Data to examine ->
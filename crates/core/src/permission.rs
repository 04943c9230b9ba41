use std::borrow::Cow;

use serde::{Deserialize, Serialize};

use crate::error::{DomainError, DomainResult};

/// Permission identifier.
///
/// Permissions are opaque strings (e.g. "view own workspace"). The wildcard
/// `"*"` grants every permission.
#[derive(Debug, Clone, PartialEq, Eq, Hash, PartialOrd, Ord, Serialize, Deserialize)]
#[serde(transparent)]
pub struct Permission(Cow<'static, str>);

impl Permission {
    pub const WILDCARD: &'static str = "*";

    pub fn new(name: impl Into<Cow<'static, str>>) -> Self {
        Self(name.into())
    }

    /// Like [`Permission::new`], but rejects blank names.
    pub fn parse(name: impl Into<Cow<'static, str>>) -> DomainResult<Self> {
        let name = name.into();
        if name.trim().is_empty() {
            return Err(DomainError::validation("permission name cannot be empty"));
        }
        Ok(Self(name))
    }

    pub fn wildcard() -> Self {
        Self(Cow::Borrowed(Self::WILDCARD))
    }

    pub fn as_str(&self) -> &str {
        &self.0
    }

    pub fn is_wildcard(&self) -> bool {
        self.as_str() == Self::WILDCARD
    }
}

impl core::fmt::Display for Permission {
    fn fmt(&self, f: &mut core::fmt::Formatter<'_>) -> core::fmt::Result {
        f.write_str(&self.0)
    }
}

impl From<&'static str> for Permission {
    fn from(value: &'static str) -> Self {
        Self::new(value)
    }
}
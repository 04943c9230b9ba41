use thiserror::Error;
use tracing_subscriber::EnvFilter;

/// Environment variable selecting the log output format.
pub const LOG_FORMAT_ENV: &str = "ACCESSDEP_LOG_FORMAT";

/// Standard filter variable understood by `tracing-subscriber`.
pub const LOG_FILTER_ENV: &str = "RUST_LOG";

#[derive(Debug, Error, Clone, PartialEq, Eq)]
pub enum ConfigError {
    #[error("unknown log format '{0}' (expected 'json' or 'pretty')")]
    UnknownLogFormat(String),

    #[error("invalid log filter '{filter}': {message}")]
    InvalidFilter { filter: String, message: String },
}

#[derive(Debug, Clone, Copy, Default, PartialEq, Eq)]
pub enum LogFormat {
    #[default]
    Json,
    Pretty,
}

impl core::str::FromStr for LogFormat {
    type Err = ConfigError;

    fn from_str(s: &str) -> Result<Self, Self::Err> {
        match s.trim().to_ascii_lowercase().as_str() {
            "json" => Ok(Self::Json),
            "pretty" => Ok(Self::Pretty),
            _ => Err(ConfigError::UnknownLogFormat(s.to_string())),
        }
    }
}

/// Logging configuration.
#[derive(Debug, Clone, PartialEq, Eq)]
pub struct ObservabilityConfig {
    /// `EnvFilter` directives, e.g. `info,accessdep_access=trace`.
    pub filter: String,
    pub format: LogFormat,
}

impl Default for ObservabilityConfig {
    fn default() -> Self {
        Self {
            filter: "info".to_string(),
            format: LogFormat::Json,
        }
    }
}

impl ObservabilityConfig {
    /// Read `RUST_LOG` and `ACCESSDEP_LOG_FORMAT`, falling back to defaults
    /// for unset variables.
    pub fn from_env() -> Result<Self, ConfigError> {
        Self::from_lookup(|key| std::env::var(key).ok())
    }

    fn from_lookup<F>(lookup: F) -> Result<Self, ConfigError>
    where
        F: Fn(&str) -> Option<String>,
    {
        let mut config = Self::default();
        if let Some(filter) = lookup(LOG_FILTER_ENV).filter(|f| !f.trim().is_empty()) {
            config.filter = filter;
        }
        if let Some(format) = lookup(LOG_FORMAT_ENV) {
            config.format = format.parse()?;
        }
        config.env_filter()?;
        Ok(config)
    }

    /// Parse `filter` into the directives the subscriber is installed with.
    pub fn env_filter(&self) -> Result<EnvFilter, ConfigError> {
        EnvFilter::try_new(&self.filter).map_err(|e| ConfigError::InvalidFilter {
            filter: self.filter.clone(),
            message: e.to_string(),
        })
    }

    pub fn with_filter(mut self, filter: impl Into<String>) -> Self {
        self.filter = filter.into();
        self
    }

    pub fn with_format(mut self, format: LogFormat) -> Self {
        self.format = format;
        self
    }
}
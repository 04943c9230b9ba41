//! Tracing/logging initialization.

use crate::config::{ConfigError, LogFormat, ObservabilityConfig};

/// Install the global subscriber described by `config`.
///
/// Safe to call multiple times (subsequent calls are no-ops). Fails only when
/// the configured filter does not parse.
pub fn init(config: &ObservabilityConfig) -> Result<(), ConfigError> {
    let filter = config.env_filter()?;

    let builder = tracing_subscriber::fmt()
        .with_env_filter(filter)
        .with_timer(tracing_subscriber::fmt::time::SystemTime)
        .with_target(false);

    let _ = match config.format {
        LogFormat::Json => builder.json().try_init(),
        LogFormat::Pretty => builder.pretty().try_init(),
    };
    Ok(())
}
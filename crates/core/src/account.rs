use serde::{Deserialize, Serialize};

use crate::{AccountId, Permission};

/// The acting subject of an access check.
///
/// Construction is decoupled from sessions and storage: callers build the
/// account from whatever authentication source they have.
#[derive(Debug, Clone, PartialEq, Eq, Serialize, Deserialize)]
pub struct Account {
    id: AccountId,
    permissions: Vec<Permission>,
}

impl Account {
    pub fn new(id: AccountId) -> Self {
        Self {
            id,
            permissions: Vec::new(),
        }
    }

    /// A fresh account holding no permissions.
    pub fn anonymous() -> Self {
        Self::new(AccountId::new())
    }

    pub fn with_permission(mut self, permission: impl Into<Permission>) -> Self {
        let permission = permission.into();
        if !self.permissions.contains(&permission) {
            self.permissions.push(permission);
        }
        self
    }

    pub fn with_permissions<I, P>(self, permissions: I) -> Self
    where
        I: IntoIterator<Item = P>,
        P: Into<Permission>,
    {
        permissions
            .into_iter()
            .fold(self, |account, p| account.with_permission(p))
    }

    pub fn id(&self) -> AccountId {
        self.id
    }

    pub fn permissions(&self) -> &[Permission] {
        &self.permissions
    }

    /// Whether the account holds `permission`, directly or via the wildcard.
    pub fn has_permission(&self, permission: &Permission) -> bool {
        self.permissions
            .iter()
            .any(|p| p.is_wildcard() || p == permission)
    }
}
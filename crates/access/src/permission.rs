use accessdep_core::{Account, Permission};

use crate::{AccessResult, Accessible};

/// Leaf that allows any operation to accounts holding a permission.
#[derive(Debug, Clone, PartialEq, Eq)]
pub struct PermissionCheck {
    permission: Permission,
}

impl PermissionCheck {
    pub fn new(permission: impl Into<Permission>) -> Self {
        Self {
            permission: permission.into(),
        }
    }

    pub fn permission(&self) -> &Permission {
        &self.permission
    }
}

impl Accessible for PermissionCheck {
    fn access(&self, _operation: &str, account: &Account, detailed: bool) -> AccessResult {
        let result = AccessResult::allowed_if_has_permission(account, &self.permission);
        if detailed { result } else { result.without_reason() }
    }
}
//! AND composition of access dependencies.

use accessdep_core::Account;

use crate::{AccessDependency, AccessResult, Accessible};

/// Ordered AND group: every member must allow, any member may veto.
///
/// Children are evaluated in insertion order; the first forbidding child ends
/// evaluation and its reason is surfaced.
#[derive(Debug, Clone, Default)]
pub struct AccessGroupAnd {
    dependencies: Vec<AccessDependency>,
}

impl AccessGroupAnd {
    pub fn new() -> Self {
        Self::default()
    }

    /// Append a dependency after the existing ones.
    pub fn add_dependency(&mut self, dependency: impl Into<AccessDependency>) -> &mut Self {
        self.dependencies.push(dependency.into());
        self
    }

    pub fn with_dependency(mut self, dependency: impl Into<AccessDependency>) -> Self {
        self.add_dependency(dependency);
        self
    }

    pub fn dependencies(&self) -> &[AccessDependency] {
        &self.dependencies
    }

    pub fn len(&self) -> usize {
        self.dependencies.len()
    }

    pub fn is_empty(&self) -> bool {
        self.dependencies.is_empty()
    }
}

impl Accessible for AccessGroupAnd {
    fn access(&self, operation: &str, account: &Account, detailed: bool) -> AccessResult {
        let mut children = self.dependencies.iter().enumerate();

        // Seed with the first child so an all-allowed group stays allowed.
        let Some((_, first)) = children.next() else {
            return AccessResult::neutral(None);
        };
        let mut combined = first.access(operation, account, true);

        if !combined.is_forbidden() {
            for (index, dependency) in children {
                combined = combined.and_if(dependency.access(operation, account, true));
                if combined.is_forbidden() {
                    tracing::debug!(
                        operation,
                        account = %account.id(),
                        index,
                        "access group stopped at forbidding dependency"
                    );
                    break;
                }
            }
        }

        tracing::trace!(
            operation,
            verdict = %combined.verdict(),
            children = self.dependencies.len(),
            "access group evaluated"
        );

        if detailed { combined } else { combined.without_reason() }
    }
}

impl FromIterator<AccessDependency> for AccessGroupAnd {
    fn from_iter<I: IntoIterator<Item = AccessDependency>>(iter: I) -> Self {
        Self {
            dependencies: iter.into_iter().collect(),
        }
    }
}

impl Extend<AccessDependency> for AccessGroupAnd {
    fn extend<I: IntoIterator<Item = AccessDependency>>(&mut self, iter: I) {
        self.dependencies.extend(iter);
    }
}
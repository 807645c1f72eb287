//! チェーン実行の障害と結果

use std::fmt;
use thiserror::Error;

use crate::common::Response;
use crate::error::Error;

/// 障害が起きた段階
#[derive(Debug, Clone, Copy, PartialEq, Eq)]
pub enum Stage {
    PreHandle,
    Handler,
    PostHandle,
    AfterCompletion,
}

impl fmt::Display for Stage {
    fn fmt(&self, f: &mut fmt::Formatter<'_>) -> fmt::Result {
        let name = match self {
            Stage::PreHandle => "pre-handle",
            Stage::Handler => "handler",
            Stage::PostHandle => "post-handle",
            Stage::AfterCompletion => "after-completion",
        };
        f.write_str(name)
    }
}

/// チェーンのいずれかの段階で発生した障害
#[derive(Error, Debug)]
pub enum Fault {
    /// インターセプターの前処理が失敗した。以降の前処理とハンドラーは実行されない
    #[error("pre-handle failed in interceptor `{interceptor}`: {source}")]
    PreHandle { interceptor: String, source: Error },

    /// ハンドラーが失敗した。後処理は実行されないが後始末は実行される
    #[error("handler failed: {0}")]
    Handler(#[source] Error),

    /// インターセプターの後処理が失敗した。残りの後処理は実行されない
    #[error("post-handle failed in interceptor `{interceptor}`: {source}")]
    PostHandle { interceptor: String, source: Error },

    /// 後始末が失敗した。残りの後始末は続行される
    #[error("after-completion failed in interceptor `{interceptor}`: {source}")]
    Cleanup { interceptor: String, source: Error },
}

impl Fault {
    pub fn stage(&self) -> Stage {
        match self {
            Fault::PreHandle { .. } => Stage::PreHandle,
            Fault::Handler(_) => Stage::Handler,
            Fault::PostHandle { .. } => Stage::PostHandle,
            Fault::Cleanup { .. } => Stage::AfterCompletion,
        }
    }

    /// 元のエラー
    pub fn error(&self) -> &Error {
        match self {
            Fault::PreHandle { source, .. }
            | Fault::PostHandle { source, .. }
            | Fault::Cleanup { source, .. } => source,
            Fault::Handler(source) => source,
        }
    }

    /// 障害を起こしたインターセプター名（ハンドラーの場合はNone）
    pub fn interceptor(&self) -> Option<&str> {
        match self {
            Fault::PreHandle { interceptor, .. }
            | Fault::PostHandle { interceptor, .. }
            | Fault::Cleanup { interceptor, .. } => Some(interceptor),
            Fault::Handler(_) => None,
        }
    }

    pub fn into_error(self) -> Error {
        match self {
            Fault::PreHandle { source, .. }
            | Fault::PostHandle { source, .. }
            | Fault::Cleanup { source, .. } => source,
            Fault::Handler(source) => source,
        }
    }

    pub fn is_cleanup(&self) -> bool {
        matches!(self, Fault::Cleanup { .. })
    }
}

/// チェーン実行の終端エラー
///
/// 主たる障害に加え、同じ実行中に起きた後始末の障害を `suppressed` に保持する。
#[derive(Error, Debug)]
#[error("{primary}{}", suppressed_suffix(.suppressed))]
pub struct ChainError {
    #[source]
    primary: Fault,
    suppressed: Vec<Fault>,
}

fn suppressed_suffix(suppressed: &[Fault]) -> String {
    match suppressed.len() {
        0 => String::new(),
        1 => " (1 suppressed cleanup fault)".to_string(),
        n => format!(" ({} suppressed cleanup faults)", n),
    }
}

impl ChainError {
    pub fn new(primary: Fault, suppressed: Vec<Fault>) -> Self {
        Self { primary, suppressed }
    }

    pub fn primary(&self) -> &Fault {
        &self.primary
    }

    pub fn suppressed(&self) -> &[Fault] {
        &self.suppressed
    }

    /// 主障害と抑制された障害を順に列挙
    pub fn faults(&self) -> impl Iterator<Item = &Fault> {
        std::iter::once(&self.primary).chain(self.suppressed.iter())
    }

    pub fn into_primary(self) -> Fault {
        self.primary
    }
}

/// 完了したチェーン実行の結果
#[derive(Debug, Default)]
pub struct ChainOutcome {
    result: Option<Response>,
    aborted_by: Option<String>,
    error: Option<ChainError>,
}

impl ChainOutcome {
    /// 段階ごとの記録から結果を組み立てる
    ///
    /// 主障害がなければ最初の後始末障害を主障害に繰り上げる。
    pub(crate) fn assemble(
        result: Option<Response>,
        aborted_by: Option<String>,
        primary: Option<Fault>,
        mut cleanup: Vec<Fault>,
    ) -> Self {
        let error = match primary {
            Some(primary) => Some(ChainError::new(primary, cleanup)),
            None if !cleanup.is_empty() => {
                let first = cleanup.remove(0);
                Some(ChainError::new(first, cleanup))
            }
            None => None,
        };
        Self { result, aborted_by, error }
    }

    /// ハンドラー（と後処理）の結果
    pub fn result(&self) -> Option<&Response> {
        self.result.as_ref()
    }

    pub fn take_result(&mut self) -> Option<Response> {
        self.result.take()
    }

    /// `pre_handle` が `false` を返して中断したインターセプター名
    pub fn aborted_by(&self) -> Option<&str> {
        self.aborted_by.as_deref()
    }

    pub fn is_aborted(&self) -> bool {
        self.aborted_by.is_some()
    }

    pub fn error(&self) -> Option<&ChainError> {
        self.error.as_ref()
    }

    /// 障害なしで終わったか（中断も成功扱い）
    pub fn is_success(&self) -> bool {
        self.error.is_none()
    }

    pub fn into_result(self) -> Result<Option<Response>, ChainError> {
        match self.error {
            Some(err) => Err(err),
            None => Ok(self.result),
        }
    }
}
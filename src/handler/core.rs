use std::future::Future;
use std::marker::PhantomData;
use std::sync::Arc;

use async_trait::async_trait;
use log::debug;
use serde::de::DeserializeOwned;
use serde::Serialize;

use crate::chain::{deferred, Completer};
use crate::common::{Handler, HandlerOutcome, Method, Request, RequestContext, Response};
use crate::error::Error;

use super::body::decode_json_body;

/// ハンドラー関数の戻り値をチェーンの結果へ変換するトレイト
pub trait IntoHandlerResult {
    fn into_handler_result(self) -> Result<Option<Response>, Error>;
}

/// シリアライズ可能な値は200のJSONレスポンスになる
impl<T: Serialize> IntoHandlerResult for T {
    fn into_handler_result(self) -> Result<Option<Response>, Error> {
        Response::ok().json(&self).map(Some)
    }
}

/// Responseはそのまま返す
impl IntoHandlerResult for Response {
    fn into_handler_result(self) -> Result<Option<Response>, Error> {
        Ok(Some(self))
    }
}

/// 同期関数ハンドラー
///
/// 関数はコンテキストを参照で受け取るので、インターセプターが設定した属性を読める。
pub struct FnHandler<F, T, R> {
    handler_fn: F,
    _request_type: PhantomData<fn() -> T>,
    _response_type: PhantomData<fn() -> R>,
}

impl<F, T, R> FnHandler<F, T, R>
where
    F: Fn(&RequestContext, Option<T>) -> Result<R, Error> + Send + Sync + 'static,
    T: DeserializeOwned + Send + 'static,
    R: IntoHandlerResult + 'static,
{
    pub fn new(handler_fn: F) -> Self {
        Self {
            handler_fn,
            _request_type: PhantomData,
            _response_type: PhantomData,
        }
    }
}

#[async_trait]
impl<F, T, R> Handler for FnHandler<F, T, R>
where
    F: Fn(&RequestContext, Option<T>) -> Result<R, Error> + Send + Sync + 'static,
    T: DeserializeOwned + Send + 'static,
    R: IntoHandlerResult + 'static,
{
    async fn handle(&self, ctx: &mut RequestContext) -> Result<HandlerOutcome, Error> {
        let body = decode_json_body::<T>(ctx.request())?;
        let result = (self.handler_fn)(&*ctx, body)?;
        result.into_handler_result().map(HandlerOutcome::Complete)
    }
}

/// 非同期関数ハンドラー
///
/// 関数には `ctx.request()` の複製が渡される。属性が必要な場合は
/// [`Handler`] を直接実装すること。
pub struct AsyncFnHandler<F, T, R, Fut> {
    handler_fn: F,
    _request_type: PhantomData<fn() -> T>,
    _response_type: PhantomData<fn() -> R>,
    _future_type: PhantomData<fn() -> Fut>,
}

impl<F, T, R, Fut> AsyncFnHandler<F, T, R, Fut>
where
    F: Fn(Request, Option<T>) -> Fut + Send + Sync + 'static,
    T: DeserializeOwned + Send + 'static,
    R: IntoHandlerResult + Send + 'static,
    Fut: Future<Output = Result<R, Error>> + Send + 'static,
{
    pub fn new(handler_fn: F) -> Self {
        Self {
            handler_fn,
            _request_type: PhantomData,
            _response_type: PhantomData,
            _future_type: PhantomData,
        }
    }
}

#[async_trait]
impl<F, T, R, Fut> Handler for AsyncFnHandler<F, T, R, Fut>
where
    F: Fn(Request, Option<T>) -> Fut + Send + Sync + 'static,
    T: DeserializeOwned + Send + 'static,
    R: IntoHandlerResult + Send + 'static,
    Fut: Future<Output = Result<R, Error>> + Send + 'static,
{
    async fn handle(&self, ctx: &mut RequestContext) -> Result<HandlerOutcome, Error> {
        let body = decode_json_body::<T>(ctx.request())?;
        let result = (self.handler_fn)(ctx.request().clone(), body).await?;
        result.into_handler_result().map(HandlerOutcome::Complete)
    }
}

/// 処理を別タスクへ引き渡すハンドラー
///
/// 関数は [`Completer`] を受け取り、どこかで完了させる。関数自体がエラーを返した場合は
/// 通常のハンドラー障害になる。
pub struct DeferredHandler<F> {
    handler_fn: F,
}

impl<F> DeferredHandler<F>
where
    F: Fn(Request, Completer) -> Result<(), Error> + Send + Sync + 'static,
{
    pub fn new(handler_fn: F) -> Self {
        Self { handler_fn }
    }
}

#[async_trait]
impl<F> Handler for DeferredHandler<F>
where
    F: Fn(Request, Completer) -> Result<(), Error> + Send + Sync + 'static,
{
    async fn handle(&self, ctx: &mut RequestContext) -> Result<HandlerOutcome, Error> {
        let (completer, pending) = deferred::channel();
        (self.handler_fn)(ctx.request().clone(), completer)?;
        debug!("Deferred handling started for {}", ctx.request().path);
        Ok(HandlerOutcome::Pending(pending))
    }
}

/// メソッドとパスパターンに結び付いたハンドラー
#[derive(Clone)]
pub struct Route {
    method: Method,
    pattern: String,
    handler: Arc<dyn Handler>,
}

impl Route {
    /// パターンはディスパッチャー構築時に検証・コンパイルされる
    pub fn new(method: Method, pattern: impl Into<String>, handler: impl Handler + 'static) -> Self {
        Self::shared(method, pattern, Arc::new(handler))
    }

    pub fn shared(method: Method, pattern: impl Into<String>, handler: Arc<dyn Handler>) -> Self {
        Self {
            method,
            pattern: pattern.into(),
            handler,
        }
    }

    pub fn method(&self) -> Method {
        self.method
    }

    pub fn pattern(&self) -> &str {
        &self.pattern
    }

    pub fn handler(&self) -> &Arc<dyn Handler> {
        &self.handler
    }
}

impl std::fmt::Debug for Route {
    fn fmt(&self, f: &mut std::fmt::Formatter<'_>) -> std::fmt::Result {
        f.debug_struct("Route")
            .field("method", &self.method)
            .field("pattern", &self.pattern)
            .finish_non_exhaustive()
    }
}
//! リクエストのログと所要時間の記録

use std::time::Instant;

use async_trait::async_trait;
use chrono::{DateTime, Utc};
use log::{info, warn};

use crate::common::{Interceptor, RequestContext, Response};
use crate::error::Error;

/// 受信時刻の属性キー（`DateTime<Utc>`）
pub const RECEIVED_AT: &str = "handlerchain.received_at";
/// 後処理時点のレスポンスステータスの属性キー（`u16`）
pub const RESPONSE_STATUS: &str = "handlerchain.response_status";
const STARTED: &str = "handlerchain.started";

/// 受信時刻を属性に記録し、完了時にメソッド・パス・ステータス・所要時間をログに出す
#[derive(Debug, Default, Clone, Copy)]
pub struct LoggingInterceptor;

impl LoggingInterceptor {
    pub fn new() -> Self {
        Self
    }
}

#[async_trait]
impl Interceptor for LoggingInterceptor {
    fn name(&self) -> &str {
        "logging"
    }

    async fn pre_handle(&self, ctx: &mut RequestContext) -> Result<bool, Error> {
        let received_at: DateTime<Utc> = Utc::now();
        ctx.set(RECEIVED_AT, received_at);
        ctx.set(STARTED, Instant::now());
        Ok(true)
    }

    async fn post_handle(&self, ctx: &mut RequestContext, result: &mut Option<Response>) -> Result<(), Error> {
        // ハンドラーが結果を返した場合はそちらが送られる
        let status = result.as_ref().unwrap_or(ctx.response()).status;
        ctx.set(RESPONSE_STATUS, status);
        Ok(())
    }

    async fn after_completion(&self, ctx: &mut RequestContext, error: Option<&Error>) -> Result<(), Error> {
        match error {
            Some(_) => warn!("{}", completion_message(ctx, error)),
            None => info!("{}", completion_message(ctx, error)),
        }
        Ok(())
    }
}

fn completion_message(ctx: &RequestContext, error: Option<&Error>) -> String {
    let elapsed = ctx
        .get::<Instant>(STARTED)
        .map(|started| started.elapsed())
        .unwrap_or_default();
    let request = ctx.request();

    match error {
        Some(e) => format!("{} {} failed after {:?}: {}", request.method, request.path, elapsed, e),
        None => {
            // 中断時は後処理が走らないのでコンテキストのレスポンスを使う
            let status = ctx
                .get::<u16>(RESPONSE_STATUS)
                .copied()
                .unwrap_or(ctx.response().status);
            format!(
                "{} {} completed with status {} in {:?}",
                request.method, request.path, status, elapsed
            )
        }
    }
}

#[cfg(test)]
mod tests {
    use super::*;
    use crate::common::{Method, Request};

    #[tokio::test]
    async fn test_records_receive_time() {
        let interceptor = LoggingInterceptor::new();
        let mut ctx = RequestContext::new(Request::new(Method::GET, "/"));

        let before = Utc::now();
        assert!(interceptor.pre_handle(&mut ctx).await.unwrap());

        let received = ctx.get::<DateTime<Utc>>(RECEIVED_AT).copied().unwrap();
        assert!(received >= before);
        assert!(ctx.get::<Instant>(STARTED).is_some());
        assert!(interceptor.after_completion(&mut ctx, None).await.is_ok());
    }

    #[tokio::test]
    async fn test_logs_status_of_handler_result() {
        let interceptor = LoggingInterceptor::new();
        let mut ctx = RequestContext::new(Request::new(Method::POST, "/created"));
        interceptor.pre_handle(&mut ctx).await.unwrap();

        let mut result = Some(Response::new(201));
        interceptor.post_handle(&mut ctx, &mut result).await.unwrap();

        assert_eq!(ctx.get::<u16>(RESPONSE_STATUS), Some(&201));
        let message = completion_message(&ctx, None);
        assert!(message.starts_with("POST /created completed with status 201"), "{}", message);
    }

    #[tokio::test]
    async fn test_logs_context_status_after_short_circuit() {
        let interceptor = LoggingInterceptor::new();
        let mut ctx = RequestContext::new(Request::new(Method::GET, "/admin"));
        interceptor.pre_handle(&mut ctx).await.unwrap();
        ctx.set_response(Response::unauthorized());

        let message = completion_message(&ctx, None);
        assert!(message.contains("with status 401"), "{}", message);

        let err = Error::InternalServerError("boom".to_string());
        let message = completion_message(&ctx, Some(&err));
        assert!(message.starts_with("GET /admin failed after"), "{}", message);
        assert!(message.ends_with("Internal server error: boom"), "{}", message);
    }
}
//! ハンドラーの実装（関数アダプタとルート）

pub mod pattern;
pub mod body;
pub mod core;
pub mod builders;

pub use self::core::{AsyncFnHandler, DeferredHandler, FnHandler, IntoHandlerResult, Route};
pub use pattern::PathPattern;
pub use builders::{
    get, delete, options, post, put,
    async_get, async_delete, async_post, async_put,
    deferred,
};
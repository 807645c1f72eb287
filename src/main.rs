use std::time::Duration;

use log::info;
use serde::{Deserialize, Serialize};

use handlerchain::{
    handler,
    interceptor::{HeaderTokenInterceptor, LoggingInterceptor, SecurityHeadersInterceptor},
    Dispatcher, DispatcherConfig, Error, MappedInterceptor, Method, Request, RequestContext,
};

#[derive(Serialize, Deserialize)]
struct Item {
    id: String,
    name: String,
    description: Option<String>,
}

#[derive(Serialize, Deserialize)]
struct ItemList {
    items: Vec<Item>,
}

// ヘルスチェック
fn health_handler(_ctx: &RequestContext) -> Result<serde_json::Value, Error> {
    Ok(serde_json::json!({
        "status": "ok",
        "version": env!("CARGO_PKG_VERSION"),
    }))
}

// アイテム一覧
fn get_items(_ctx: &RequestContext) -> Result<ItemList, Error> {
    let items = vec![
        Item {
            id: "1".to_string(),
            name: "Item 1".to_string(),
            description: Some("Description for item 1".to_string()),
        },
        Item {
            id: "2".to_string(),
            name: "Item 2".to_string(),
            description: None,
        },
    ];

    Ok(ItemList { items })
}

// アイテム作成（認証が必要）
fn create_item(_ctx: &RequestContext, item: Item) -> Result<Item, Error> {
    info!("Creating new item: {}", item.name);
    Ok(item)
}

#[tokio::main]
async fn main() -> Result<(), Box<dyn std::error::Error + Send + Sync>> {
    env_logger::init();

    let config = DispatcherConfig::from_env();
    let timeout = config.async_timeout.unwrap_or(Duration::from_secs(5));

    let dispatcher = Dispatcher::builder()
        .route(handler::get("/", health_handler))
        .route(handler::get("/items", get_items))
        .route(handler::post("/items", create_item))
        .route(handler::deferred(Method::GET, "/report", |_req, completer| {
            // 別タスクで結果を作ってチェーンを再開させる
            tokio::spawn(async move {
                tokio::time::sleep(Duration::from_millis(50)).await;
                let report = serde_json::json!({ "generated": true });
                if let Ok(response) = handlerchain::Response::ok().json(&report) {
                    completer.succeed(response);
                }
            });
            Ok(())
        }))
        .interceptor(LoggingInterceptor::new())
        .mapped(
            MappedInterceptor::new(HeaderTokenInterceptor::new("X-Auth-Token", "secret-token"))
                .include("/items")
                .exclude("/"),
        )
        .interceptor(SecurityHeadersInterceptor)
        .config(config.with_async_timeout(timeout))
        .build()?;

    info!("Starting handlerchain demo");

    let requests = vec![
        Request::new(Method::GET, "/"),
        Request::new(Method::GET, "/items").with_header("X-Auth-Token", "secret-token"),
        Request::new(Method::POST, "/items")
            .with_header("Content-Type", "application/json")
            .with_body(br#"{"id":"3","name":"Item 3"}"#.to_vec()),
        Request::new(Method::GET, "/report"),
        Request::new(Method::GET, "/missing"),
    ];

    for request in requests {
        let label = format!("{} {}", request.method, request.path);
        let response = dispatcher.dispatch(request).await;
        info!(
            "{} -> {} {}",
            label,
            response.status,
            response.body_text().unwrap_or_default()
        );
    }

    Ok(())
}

Assignment ->
Reproduce only what lies between the start of the listing above and the end of the line containing "impl core::fmt::Display for", keeping every line exact.

Response area ->
filename crates/core/src/permission.rs
repository 04943c9230b9ba41
use std::borrow::Cow;

use serde::{Deserialize, Serialize};

use crate::error::{DomainError, DomainResult};

/// Permission identifier.
///
/// Permissions are opaque strings (e.g. "view own workspace"). The wildcard
/// `"*"` grants every permission.
#[derive(Debug, Clone, PartialEq, Eq, Hash, PartialOrd, Ord, Serialize, Deserialize)]
#[serde(transparent)]
pub struct Permission(Cow<'static, str>);

impl Permission {
    pub const WILDCARD: &'static str = "*";

    pub fn new(name: impl Into<Cow<'static, str>>) -> Self {
        Self(name.into())
    }

    /// Like [`Permission::new`], but rejects blank names.
    pub fn parse(name: impl Into<Cow<'static, str>>) -> DomainResult<Self> {
        let name = name.into();
        if name.trim().is_empty() {
            return Err(DomainError::validation("permission name cannot be empty"));
        }
        Ok(Self(name))
    }

    pub fn wildcard() -> Self {
        Self(Cow::Borrowed(Self::WILDCARD))
    }

    pub fn as_str(&self) -> &str {
        &self.0
    }

    pub fn is_wildcard(&self) -> bool {
        self.as_str() == Self::WILDCARD
    }
}

impl core::fmt::Display for Permission {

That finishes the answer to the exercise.